Anyway, as someone who is not too well versed in the naming conventions of slingshots, I have learned a lot 😀

I like the term "gapper". I think thats a good name for these "in- between" OTTs. That posed another question though, when does a slingshot qualify as a regular OTT, and when does it become a gapper?

Also, I don't mind it "not" being a PFS, it's just that the maker called it a PFS.

In the Philippine competitions, I do not think they regulate what qualifies as a PFS. They just aren't as popular here. The federation is mostly TTF shooters, followed by standard OTT. I do not think there are separate leagues for the different slingshot types YET. I would love to have an exclusive pickle fork division! However, some competitions do limit ammo size to 12mm - so it's clear where the other regulating bodies drew that classification for a PSF.

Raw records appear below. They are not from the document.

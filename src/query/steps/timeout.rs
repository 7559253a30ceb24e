use std::time::{Duration, Instant};

use tracing::debug;

use crate::config::TimeoutStrategy;
use crate::error::{QuarryError, Result};
use crate::query::context::ExecutionContext;
use crate::query::plan::ExplainProp;
use crate::query::steps::{require_input, ExecutionStep};
use crate::query::stream::{self, BoxStream, TupleSource};
use crate::query::tuple::Tuple;

struct Deadline {
    inner: Option<BoxStream>,
    deadline: Instant,
    limit: Duration,
    strategy: TimeoutStrategy,
}

impl TupleSource for Deadline {
    fn produce(&mut self, ctx: &mut ExecutionContext) -> Result<Option<Tuple>> {
        let Some(inner) = self.inner.as_mut() else {
            return Ok(None);
        };
        if Instant::now() >= self.deadline {
            let limit_ms = u64::try_from(self.limit.as_millis()).unwrap_or(u64::MAX);
            debug!(limit_ms, strategy = ?self.strategy, "query.timeout");
            self.release();
            return match self.strategy {
                TimeoutStrategy::Fail => Err(QuarryError::Timeout { limit_ms }),
                TimeoutStrategy::Return => Ok(None),
            };
        }
        inner.try_next(ctx)
    }

    fn release(&mut self) {
        if let Some(mut inner) = self.inner.take() {
            inner.close();
        }
    }
}

/// Bounds the wall-clock time spent producing the rest of the plan.
///
/// The clock starts when the step starts. Once it runs out the upstream is
/// closed and the stream either fails or ends, depending on the strategy.
#[derive(Clone, Debug)]
pub struct TimeoutStep {
    limit: Duration,
    strategy: TimeoutStrategy,
}

impl TimeoutStep {
    /// Limits execution to `limit`.
    pub fn new(limit: Duration, strategy: TimeoutStrategy) -> Self {
        Self { limit, strategy }
    }
}

impl ExecutionStep for TimeoutStep {
    fn name(&self) -> &'static str {
        "TIMEOUT"
    }

    fn start(&self, input: Option<BoxStream>, _ctx: &mut ExecutionContext) -> Result<BoxStream> {
        let upstream = require_input(input, self.name())?;
        Ok(stream::from_source(Deadline {
            inner: Some(upstream),
            deadline: Instant::now() + self.limit,
            limit: self.limit,
            strategy: self.strategy,
        }))
    }

    fn explain_props(&self) -> Vec<ExplainProp> {
        vec![
            ExplainProp::plain("limit_ms", self.limit.as_millis().to_string()),
            ExplainProp::plain("strategy", format!("{:?}", self.strategy)),
        ]
    }

    fn copy(&self) -> Box<dyn ExecutionStep> {
        Box::new(self.clone())
    }
}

Anyway, regardless of what this catty properly classifies as, I hope I still get people interested in BL Slingshot Pampanga. Mr. Bert Lingat's work is just next level stuff.


----------



## Tombo (Aug 31, 2020)

I wanna get back on track here to say: damn that's a lovely slingshot! I really gotta get my hands on some of these amazing slings from the PI next time I'm over there! Also, your videos make me miss the Philippines! I keep thinking about our recent vacation there - though we spent most of our time in the province with family, we visited Baguio, went surfing in La Union, and spent decompression time in Palawan before we went home... Even though it's way too friggin hot 🥵, I still miss it. 

Really glad you found this forum Reyben!


----------



## skarrd (Jul 20, 2011)

Beautiful sling,whatever its designation


----------



## Ordo (Feb 11, 2018)

This has to be one of the prettiest pfs (or whatever) slingshot I've ever seen. Stunning.


----------